In the next few days I'm going to breakdown my tank and rescape it. I hadn't planned on doing a dry start but I know it's recommended for carpet plants. I'm curious though, will other plants benefit from emerssed planting then flooding? I've read that the dry start method mineralizes the soil which is a plus (I'm using Amazonia) but I've also read that it's really not that big of a deal and only starts the decomposition of the soil goodies faster. But it also negates the ammonia leach because it's "instantly" just turned in to nitrate? For the dry start method in general, I read that one reason why people do it, is to provide the plants with unlimited CO2 supply but if you are running pressurized CO2 then it's not really nessecary. I am running pressurized CO2 so there's that. 

As I said, I didn't even consider dry starting it in the first place. I completely expect it to take a couple months for the ammonia to stop leaching so time isn't really a determining factor for me. I just want to avoid a ton of algae this time around. When I first set the tank up I had algae issues that was due to not having CO2, then trying DIY CO2 and finally getting a CO2 rig. Took almost 5 'months to get the algae in check. 
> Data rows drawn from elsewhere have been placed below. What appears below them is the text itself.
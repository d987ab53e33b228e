//! Browser connection state machine.
//!
//! The browser drives this with socket lifecycle events; the machine decides
//! whether and when to reconnect. It owns no timers or sockets so it can be
//! tested exhaustively.

use std::time::Duration;

use crate::retry::ReconnectPolicy;

/// Normal closure.
pub const CLOSE_NORMAL: u16 = 1000;
/// Endpoint going away (page navigation, server shutdown).
pub const CLOSE_GOING_AWAY: u16 = 1001;
/// Server cannot serve the session right now; reconnect later.
pub const CLOSE_TRY_AGAIN_LATER: u16 = 1013;

/// Whether a close code asks the client to reconnect.
pub fn is_abnormal_close(code: u16) -> bool {
    code != CLOSE_NORMAL && code != CLOSE_GOING_AWAY
}

#[derive(Clone, Debug, PartialEq)]
pub enum ConnectionState {
    Disconnected,
    Connecting { attempt: u32 },
    Open,
    Backoff { attempt: u32, delay: Duration },
    Failed,
}

/// What the caller should do after a transition.
#[derive(Clone, Debug, PartialEq)]
pub enum Action {
    None,
    OpenSocket,
    ScheduleRetry(Duration),
    ShowFailure,
}

#[derive(Clone, Debug)]
pub struct ConnectionManager {
    policy: ReconnectPolicy,
    state: ConnectionState,
    /// Retries already scheduled since the last successful open.
    retries: u32,
}

impl ConnectionManager {
    pub fn new(policy: ReconnectPolicy) -> Self {
        Self {
            policy,
            state: ConnectionState::Disconnected,
            retries: 0,
        }
    }

    pub fn state(&self) -> &ConnectionState {
        &self.state
    }

    pub fn policy(&self) -> &ReconnectPolicy {
        &self.policy
    }

    /// User or page asks for a connection.
    pub fn connect(&mut self) -> Action {
        match self.state {
            ConnectionState::Disconnected => {
                self.retries = 0;
                self.state = ConnectionState::Connecting { attempt: 0 };
                Action::OpenSocket
            }
            _ => Action::None,
        }
    }

    pub fn on_open(&mut self) -> Action {
        if matches!(self.state, ConnectionState::Connecting { .. }) {
            self.state = ConnectionState::Open;
            self.retries = 0;
        }
        Action::None
    }

    /// Socket closed (or failed to open) with `code`. `random` in `[0, 1)`
    /// feeds the jitter.
    pub fn on_close(&mut self, code: u16, random: f64) -> Action {
        match self.state {
            ConnectionState::Open | ConnectionState::Connecting { .. } => {}
            _ => return Action::None,
        }
        if !is_abnormal_close(code) {
            self.state = ConnectionState::Disconnected;
            self.retries = 0;
            return Action::None;
        }
        if self.retries >= self.policy.max_attempts {
            self.state = ConnectionState::Failed;
            return Action::ShowFailure;
        }
        let attempt = self.retries;
        let delay = self.policy.delay(attempt, random);
        self.retries += 1;
        self.state = ConnectionState::Backoff { attempt, delay };
        Action::ScheduleRetry(delay)
    }

    /// The scheduled backoff delay elapsed.
    pub fn on_backoff_elapsed(&mut self) -> Action {
        if let ConnectionState::Backoff { attempt, .. } = self.state {
            self.state = ConnectionState::Connecting {
                attempt: attempt + 1,
            };
            Action::OpenSocket
        } else {
            Action::None
        }
    }

    /// Manual retry from the failure state.
    pub fn retry(&mut self) -> Action {
        if self.state == ConnectionState::Failed {
            self.retries = 0;
            self.state = ConnectionState::Connecting { attempt: 0 };
            Action::OpenSocket
        } else {
            Action::None
        }
    }

    /// Whether the UI should show the reconnecting indicator.
    pub fn is_reconnecting(&self) -> bool {
        matches!(self.state, ConnectionState::Backoff { .. })
            || matches!(self.state, ConnectionState::Connecting { attempt } if attempt > 0)
    }
}
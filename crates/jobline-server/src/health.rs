//! `/health` endpoint body.

use std::time::Instant;

use serde::Serialize;

/// Health check response body.
#[derive(Debug, Clone, Serialize)]
pub struct HealthResponse {
    /// `"ok"`, or `"degraded"` when the shared store is unreachable.
    pub status: &'static str,
    pub uptime_secs: u64,
    /// Browser sockets on this instance.
    pub connections: usize,
    /// Sessions whose bridge runs on this instance.
    pub active_sessions: usize,
    pub instance_id: String,
    /// `"ok"` or `"unavailable"`.
    pub store: &'static str,
}

impl HealthResponse {
    pub fn is_healthy(&self) -> bool {
        self.status == "ok"
    }
}

/// Build a health response from live counters.
pub fn health_check(
    start_time: Instant,
    connections: usize,
    active_sessions: usize,
    instance_id: &str,
    store_ok: bool,
) -> HealthResponse {
    HealthResponse {
        status: if store_ok { "ok" } else { "degraded" },
        uptime_secs: start_time.elapsed().as_secs(),
        connections,
        active_sessions,
        instance_id: instance_id.to_owned(),
        store: if store_ok { "ok" } else { "unavailable" },
    }
}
Any tips and advice will be greatly appreciated!


----------



## Dman911 (Nov 24, 2016)

I think you stated the biggest reasons why DSM is a plus with Amazonia. 1. After the 6 weeks or so with a dry start when you flood your tank it's basically insta cycled and ready to go. 2. No algae to worry about!!!! Probably the biggest benefit of DSM, this allows you to increase your lighting to 16-18 hrs a day for faster growth without concern for algae. The Amazonia will provide enough nutrients and Co2 can be drawn from atmosphere. The only real concern is mold but minimal ventilation should eliminate that. 

Dan


----------



## Joey Rutherford (Dec 5, 2016)

Will all plants work with the DSM? I have various rotala and other stem plants that I don't want to die. Some are going to be fresh TC and others will be some that I've already had growing in my tank for a couple months. 
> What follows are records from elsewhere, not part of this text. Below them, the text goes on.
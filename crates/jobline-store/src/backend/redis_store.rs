//! Redis backend.
//!
//! Keys:
//!
//! - `jobline:session:<id>`: hash `{v, body, touched}` with native TTL
//! - `jobline:active_sessions`: set of session ids
//! - `jobline:lease:<id>`: string holding the instance id, native TTL
//! - `jobline:state:<id>`: pub/sub channel for snapshots
//!
//! Multi-step transitions run as Lua scripts, so each is atomic on the server.

use std::time::Duration;

use async_trait::async_trait;
use chrono::Utc;
use futures::stream::{BoxStream, StreamExt};
use jobline_core::{InstanceId, SessionId};
use redis::aio::MultiplexedConnection;
use redis::{Client, Script};

use super::{ChangeFeed, FeedMessage, LeaseBackend, RecordBackend, StoredLease, StoredRecord};
use crate::errors::Result;

const KEY_PREFIX: &str = "jobline";
const ACTIVE_SESSIONS_KEY: &str = "jobline:active_sessions";
const STATE_CHANNEL_PATTERN: &str = "jobline:state:*";
const STATE_CHANNEL_PREFIX: &str = "jobline:state:";

fn session_key(id: &SessionId) -> String {
    format!("{KEY_PREFIX}:session:{id}")
}

fn lease_key(id: &SessionId) -> String {
    format!("{KEY_PREFIX}:lease:{id}")
}

fn state_channel(id: &SessionId) -> String {
    format!("{STATE_CHANNEL_PREFIX}{id}")
}

fn session_from_channel(channel: &str) -> Option<SessionId> {
    channel
        .strip_prefix(STATE_CHANNEL_PREFIX)
        .and_then(SessionId::parse_external)
}

fn ttl_ms(ttl: Duration) -> u64 {
    u64::try_from(ttl.as_millis()).unwrap_or(u64::MAX).max(1)
}

const INSERT_NEW: &str = r"
if redis.call('EXISTS', KEYS[1]) == 1 then return 0 end
redis.call('HSET', KEYS[1], 'v', 1, 'body', ARGV[1])
redis.call('PEXPIRE', KEYS[1], ARGV[2])
redis.call('SADD', KEYS[2], ARGV[3])
return 1
";

const COMPARE_AND_SWAP: &str = r"
local v = redis.call('HGET', KEYS[1], 'v')
if not v or tonumber(v) ~= tonumber(ARGV[1]) then return -1 end
local nv = tonumber(v) + 1
redis.call('HSET', KEYS[1], 'v', nv, 'body', ARGV[2])
redis.call('HDEL', KEYS[1], 'touched')
redis.call('PEXPIRE', KEYS[1], ARGV[3])
return nv
";

const TOUCH: &str = r"
if redis.call('EXISTS', KEYS[1]) == 0 then return 0 end
redis.call('HSET', KEYS[1], 'touched', ARGV[1])
redis.call('PEXPIRE', KEYS[1], ARGV[2])
return 1
";

const RENEW: &str = r"
if redis.call('GET', KEYS[1]) == ARGV[1] then
  redis.call('PEXPIRE', KEYS[1], ARGV[2])
  return 1
end
return 0
";

const RELEASE: &str = r"
if redis.call('GET', KEYS[1]) == ARGV[1] then
  redis.call('DEL', KEYS[1])
  return 1
end
return 0
";

pub struct RedisBackend {
    client: Client,
    conn: MultiplexedConnection,
    insert_new: Script,
    compare_and_swap: Script,
    touch: Script,
    renew: Script,
    release: Script,
}

impl RedisBackend {
    pub async fn connect(url: &str) -> Result<Self> {
        let client = Client::open(url)?;
        let conn = client.get_multiplexed_async_connection().await?;
        tracing::debug!("redis store connected");
        Ok(Self {
            client,
            conn,
            insert_new: Script::new(INSERT_NEW),
            compare_and_swap: Script::new(COMPARE_AND_SWAP),
            touch: Script::new(TOUCH),
            renew: Script::new(RENEW),
            release: Script::new(RELEASE),
        })
    }

    fn conn(&self) -> MultiplexedConnection {
        self.conn.clone()
    }
}

#[async_trait]
impl RecordBackend for RedisBackend {
    async fn load(&self, id: &SessionId) -> Result<Option<StoredRecord>> {
        let mut conn = self.conn();
        let (version, body, touched): (Option<u64>, Option<String>, Option<i64>) = redis::cmd("HMGET")
            .arg(session_key(id))
            .arg("v")
            .arg("body")
            .arg("touched")
            .query_async(&mut conn)
            .await?;
        Ok(match (version, body) {
            (Some(version), Some(body)) => Some(StoredRecord {
                version,
                body,
                touched_at_ms: touched,
            }),
            _ => None,
        })
    }

    async fn insert_new(&self, id: &SessionId, body: &str, ttl: Duration) -> Result<bool> {
        let mut conn = self.conn();
        let inserted: i64 = self
            .insert_new
            .key(session_key(id))
            .key(ACTIVE_SESSIONS_KEY)
            .arg(body)
            .arg(ttl_ms(ttl))
            .arg(id.as_str())
            .invoke_async(&mut conn)
            .await?;
        Ok(inserted == 1)
    }

    async fn compare_and_swap(
        &self,
        id: &SessionId,
        expected: u64,
        body: &str,
        ttl: Duration,
    ) -> Result<Option<u64>> {
        let mut conn = self.conn();
        let version: i64 = self
            .compare_and_swap
            .key(session_key(id))
            .arg(expected)
            .arg(body)
            .arg(ttl_ms(ttl))
            .invoke_async(&mut conn)
            .await?;
        Ok(u64::try_from(version).ok())
    }

    async fn touch(&self, id: &SessionId, now_ms: i64, ttl: Duration) -> Result<bool> {
        let mut conn = self.conn();
        let touched: i64 = self
            .touch
            .key(session_key(id))
            .arg(now_ms)
            .arg(ttl_ms(ttl))
            .invoke_async(&mut conn)
            .await?;
        Ok(touched == 1)
    }

    async fn remove(&self, id: &SessionId) -> Result<()> {
        let mut conn = self.conn();
        let _: () = redis::pipe()
            .atomic()
            .cmd("DEL")
            .arg(session_key(id))
            .ignore()
            .cmd("SREM")
            .arg(ACTIVE_SESSIONS_KEY)
            .arg(id.as_str())
            .ignore()
            .query_async(&mut conn)
            .await?;
        Ok(())
    }

    async fn index_members(&self) -> Result<Vec<SessionId>> {
        let mut conn = self.conn();
        let mut ids: Vec<String> = redis::cmd("SMEMBERS")
            .arg(ACTIVE_SESSIONS_KEY)
            .query_async(&mut conn)
            .await?;
        ids.sort();
        Ok(ids.into_iter().map(SessionId::from_raw).collect())
    }

    async fn index_remove(&self, ids: &[SessionId]) -> Result<usize> {
        if ids.is_empty() {
            return Ok(0);
        }
        let mut conn = self.conn();
        let mut cmd = redis::cmd("SREM");
        let _ = cmd.arg(ACTIVE_SESSIONS_KEY);
        for id in ids {
            let _ = cmd.arg(id.as_str());
        }
        let removed: usize = cmd.query_async(&mut conn).await?;
        Ok(removed)
    }

    async fn purge_expired(&self) -> Result<usize> {
        // Keys expire natively.
        Ok(0)
    }
}

#[async_trait]
impl LeaseBackend for RedisBackend {
    async fn try_acquire(&self, session: &SessionId, holder: &InstanceId, ttl: Duration) -> Result<bool> {
        let mut conn = self.conn();
        let set: Option<String> = redis::cmd("SET")
            .arg(lease_key(session))
            .arg(holder.as_str())
            .arg("NX")
            .arg("PX")
            .arg(ttl_ms(ttl))
            .query_async(&mut conn)
            .await?;
        Ok(set.is_some())
    }

    async fn renew(&self, session: &SessionId, holder: &InstanceId, ttl: Duration) -> Result<bool> {
        let mut conn = self.conn();
        let renewed: i64 = self
            .renew
            .key(lease_key(session))
            .arg(holder.as_str())
            .arg(ttl_ms(ttl))
            .invoke_async(&mut conn)
            .await?;
        Ok(renewed == 1)
    }

    async fn release(&self, session: &SessionId, holder: &InstanceId) -> Result<bool> {
        let mut conn = self.conn();
        let released: i64 = self
            .release
            .key(lease_key(session))
            .arg(holder.as_str())
            .invoke_async(&mut conn)
            .await?;
        Ok(released == 1)
    }

    async fn current(&self, session: &SessionId) -> Result<Option<StoredLease>> {
        let mut conn = self.conn();
        let (holder, pttl): (Option<String>, i64) = redis::pipe()
            .cmd("GET")
            .arg(lease_key(session))
            .cmd("PTTL")
            .arg(lease_key(session))
            .query_async(&mut conn)
            .await?;
        Ok(holder.filter(|_| pttl > 0).map(|holder| StoredLease {
            holder: InstanceId::from_raw(holder),
            expires_at: Utc::now() + chrono::Duration::milliseconds(pttl),
        }))
    }

    async fn purge_expired(&self) -> Result<usize> {
        Ok(0)
    }
}

#[async_trait]
impl ChangeFeed for RedisBackend {
    async fn publish(&self, session: &SessionId, payload: &str) -> Result<()> {
        let mut conn = self.conn();
        let _receivers: i64 = redis::cmd("PUBLISH")
            .arg(state_channel(session))
            .arg(payload)
            .query_async(&mut conn)
            .await?;
        Ok(())
    }

    async fn subscribe(&self) -> Result<BoxStream<'static, FeedMessage>> {
        let mut pubsub = self.client.get_async_pubsub().await?;
        pubsub.psubscribe(STATE_CHANNEL_PATTERN).await?;
        let stream = pubsub.into_on_message().filter_map(|msg| async move {
            let session_id = session_from_channel(msg.get_channel_name())?;
            match msg.get_payload::<String>() {
                Ok(payload) => Some(FeedMessage {
                    session_id,
                    payload,
                }),
                Err(e) => {
                    tracing::warn!(error = %e, "undecodable feed payload");
                    None
                }
            }
        });
        Ok(stream.boxed())
    }
}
I'll need to research the DSM a bit more before I feel comfortable settleing on the idea. Is it literally just plant, daily mist, plastic wrap top, turn lights on, and that's it?


----------



## Dman911 (Nov 24, 2016)

Joey Rutherford said:


> Will all plants work with the DSM? I have various rotala and other stem plants that I don't want to die. Some are going to be fresh TC and others will be some that I've already had growing in my tank for a couple months.
> 
> I'll need to research the DSM a bit more before I feel comfortable settleing on the idea. Is it literally just plant, daily mist, plastic wrap top, turn lights on, and that's it?
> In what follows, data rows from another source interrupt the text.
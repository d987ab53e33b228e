//! Cross-instance state fan-out.
//!
//! Every visible mutation is delivered as a full snapshot: immediately to
//! this instance's sockets, and through the store's change feed to every
//! other instance. Without a feed each instance polls the store for the
//! sessions it has sockets for. A per-session version gate drops snapshots
//! no newer than the last one delivered here.

use std::collections::HashMap;
use std::sync::Arc;
use std::time::Duration;

use chrono::Utc;
use futures::StreamExt;
use jobline_core::protocol::ServerMessage;
use jobline_core::retry::calculate_backoff_delay_with_random;
use jobline_core::{InstanceId, Mutation, SessionId, StateSnapshot, VersionedSession};
use jobline_store::backend::ChangeFeed;
use jobline_store::{FeedMessage, MutationOutcome, SessionStore, StoreError};
use jobline_telemetry::metrics::BROADCAST_SNAPSHOTS_TOTAL;
use serde::{Deserialize, Serialize};
use tokio::sync::Mutex;
use tokio::time::MissedTickBehavior;
use tokio_util::sync::CancellationToken;
use tracing::{debug, info, warn};

use crate::connection::ClientConnection;
use crate::hub::ConnectionHub;

const FEED_PUBLISH_TIMEOUT: Duration = Duration::from_secs(2);

/// What travels on the change feed.
#[derive(Clone, Debug, Serialize, Deserialize)]
struct FeedPayload {
    origin: InstanceId,
    snapshot: StateSnapshot,
}

pub struct StateBroadcaster {
    instance_id: InstanceId,
    store: SessionStore,
    feed: Option<Arc<dyn ChangeFeed>>,
    hub: Arc<ConnectionHub>,
    /// Last version delivered per locally observed session.
    delivered: Mutex<HashMap<SessionId, u64>>,
    poll_interval: Duration,
}

impl std::fmt::Debug for StateBroadcaster {
    fn fmt(&self, f: &mut std::fmt::Formatter<'_>) -> std::fmt::Result {
        f.debug_struct("StateBroadcaster")
            .field("instance_id", &self.instance_id)
            .field("has_feed", &self.feed.is_some())
            .field("poll_interval", &self.poll_interval)
            .finish_non_exhaustive()
    }
}

impl StateBroadcaster {
    pub fn new(
        instance_id: InstanceId,
        store: SessionStore,
        feed: Option<Arc<dyn ChangeFeed>>,
        hub: Arc<ConnectionHub>,
        poll_interval: Duration,
    ) -> Self {
        Self {
            instance_id,
            store,
            feed,
            hub,
            delivered: Mutex::new(HashMap::new()),
            poll_interval,
        }
    }

    pub fn hub(&self) -> &Arc<ConnectionHub> {
        &self.hub
    }

    pub fn store(&self) -> &SessionStore {
        &self.store
    }

    pub fn uses_feed(&self) -> bool {
        self.feed.is_some()
    }

    // ─────────────────────────────────────────────────────────────────────────
    // Mutation and publication
    // ─────────────────────────────────────────────────────────────────────────

    /// Apply `mutation` through the store and publish the result when it
    /// changed something observers can see.
    pub async fn apply(&self, session: &SessionId, mutation: &Mutation) -> Result<MutationOutcome, StoreError> {
        let outcome = self.store.mutate(session, mutation).await?;
        if outcome.changed && mutation.is_visible() {
            self.publish(&outcome.session).await;
        }
        Ok(outcome)
    }

    /// Deliver `versioned` here and announce it to other instances.
    pub async fn publish(&self, versioned: &VersionedSession) {
        let snapshot = versioned.snapshot(Utc::now());
        let local = self.deliver_local(&snapshot).await;
        metrics::counter!(BROADCAST_SNAPSHOTS_TOTAL, "source" => "local").increment(1);
        debug!(
            session_id = %snapshot.session_id,
            version = snapshot.version,
            local,
            "snapshot published"
        );

        let Some(feed) = &self.feed else {
            return;
        };
        let session_id = snapshot.session_id.clone();
        let payload = FeedPayload {
            origin: self.instance_id.clone(),
            snapshot,
        };
        let json = match serde_json::to_string(&payload) {
            Ok(json) => json,
            Err(e) => {
                warn!(%session_id, error = %e, "failed to encode feed payload");
                return;
            }
        };
        match tokio::time::timeout(FEED_PUBLISH_TIMEOUT, feed.publish(&session_id, &json)).await {
            Ok(Ok(())) => {}
            Ok(Err(e)) => warn!(%session_id, error = %e, "change feed publish failed"),
            Err(_) => warn!(%session_id, "change feed publish timed out"),
        }
    }

    /// Send `snapshot` to this instance's sockets unless an equal or newer
    /// version was already delivered. Returns sockets reached.
    pub async fn deliver_local(&self, snapshot: &StateSnapshot) -> usize {
        let mut delivered = self.delivered.lock().await;
        let last = delivered.entry(snapshot.session_id.clone()).or_insert(0);
        if snapshot.version <= *last {
            return 0;
        }
        *last = snapshot.version;
        let message = ServerMessage::state(snapshot.clone());
        // Sent under the gate lock so two deliveries cannot reorder.
        self.hub.send_to_session(&snapshot.session_id, &message).await
    }

    // ─────────────────────────────────────────────────────────────────────────
    // Observers
    // ─────────────────────────────────────────────────────────────────────────

    /// Register `conn` and send it the session's current snapshot.
    pub async fn attach(&self, conn: &Arc<ClientConnection>) -> Result<StateSnapshot, StoreError> {
        self.hub.add(conn.clone()).await;
        let snapshot = self.store.get(&conn.session_id).await?.snapshot(Utc::now());

        let mut delivered = self.delivered.lock().await;
        let last = delivered.entry(conn.session_id.clone()).or_insert(0);
        // A lower gate value means a newer snapshot already reached this
        // socket after it was registered.
        if snapshot.version >= *last {
            let _ = conn.send_message(&ServerMessage::state(snapshot.clone()));
            *last = snapshot.version;
        }
        Ok(snapshot)
    }

    /// Unregister `conn`. Returns how many sockets its session still has here.
    pub async fn detach(&self, conn: &ClientConnection) -> usize {
        let remaining = self.hub.remove(&conn.id).await;
        if remaining == 0 {
            let _ = self.delivered.lock().await.remove(&conn.session_id);
        }
        remaining
    }

    // ─────────────────────────────────────────────────────────────────────────
    // Remote changes
    // ─────────────────────────────────────────────────────────────────────────

    /// Follow remote changes until cancelled: the change feed when the store
    /// has one, polling otherwise.
    pub async fn run(self: Arc<Self>, cancel: CancellationToken) {
        match self.feed.clone() {
            Some(feed) => self.run_subscriber(feed, cancel).await,
            None => self.run_poller(cancel).await,
        }
    }

    async fn run_subscriber(&self, feed: Arc<dyn ChangeFeed>, cancel: CancellationToken) {
        info!(instance_id = %self.instance_id, "broadcaster following change feed");
        let mut attempt = 0u32;
        loop {
            let subscribed = tokio::select! {
                () = cancel.cancelled() => break,
                s = feed.subscribe() => s,
            };
            match subscribed {
                Ok(mut stream) => {
                    attempt = 0;
                    // Catch up on whatever was published while unsubscribed.
                    let _ = self.poll_once().await;
                    loop {
                        tokio::select! {
                            () = cancel.cancelled() => return,
                            msg = stream.next() => match msg {
                                Some(msg) => self.on_feed_message(msg).await,
                                None => {
                                    warn!("change feed ended, resubscribing");
                                    break;
                                }
                            },
                        }
                    }
                }
                Err(e) => warn!(error = %e, "change feed subscribe failed"),
            }
            let delay = calculate_backoff_delay_with_random(attempt, 250, 5_000, 0.2, rand::random());
            attempt = attempt.saturating_add(1);
            tokio::select! {
                () = cancel.cancelled() => break,
                () = tokio::time::sleep(Duration::from_millis(delay)) => {}
            }
        }
        info!("broadcaster stopped");
    }

    async fn on_feed_message(&self, msg: FeedMessage) {
        let payload: FeedPayload = match serde_json::from_str(&msg.payload) {
            Ok(p) => p,
            Err(e) => {
                warn!(session_id = %msg.session_id, error = %e, "undecodable feed payload");
                return;
            }
        };
        if payload.origin == self.instance_id {
            return;
        }
        if self.hub.session_count(&payload.snapshot.session_id).await == 0 {
            return;
        }
        if self.deliver_local(&payload.snapshot).await > 0 {
            metrics::counter!(BROADCAST_SNAPSHOTS_TOTAL, "source" => "feed").increment(1);
        }
    }

    async fn run_poller(&self, cancel: CancellationToken) {
        info!(
            instance_id = %self.instance_id,
            interval_ms = self.poll_interval.as_millis() as u64,
            "broadcaster polling store"
        );
        let mut ticker = tokio::time::interval(self.poll_interval);
        ticker.set_missed_tick_behavior(MissedTickBehavior::Skip);
        loop {
            tokio::select! {
                () = cancel.cancelled() => break,
                _ = ticker.tick() => {}
            }
            let _ = self.poll_once().await;
        }
        info!("broadcaster stopped");
    }

    /// Read every locally observed session and deliver anything newer.
    pub async fn poll_once(&self) -> usize {
        let mut reached = 0;
        for session_id in self.hub.sessions().await {
            match self.store.get(&session_id).await {
                Ok(current) => {
                    let n = self.deliver_local(&current.snapshot(Utc::now())).await;
                    if n > 0 {
                        metrics::counter!(BROADCAST_SNAPSHOTS_TOTAL, "source" => "poll").increment(1);
                    }
                    reached += n;
                }
                Err(StoreError::NotFound(_)) => debug!(%session_id, "observed session no longer exists"),
                Err(e) => {
                    warn!(%session_id, error = %e, "snapshot poll failed");
                    break;
                }
            }
        }
        reached
    }
}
For the most part that's it. Keep water about 1/2 inch below substrate and do as you said. I would not totally seal it but depending on the tank size 2 small openings on each side to allow minimal air exchange will help keep humidity while preventing mold.

You can check the plants you want to grow here to see if they can be grown emersed.

Plant Finder - Encyclopedia of Aquarium Plants

I would definitely do as much research as necessary until you feel comfortable before deciding to make sure it suits your needs.

Dan


----------



## Nigel95 (Mar 5, 2017)

I did dry start aswell and I probably wouldn't do it again. The tank isn't Nice to watch in dry start due the seal and humidity. My monte carlo is growing much faster submersed 6hr lighting vs emersed 10hr lighting. Benefit of dsm is low/none maintenance.


----------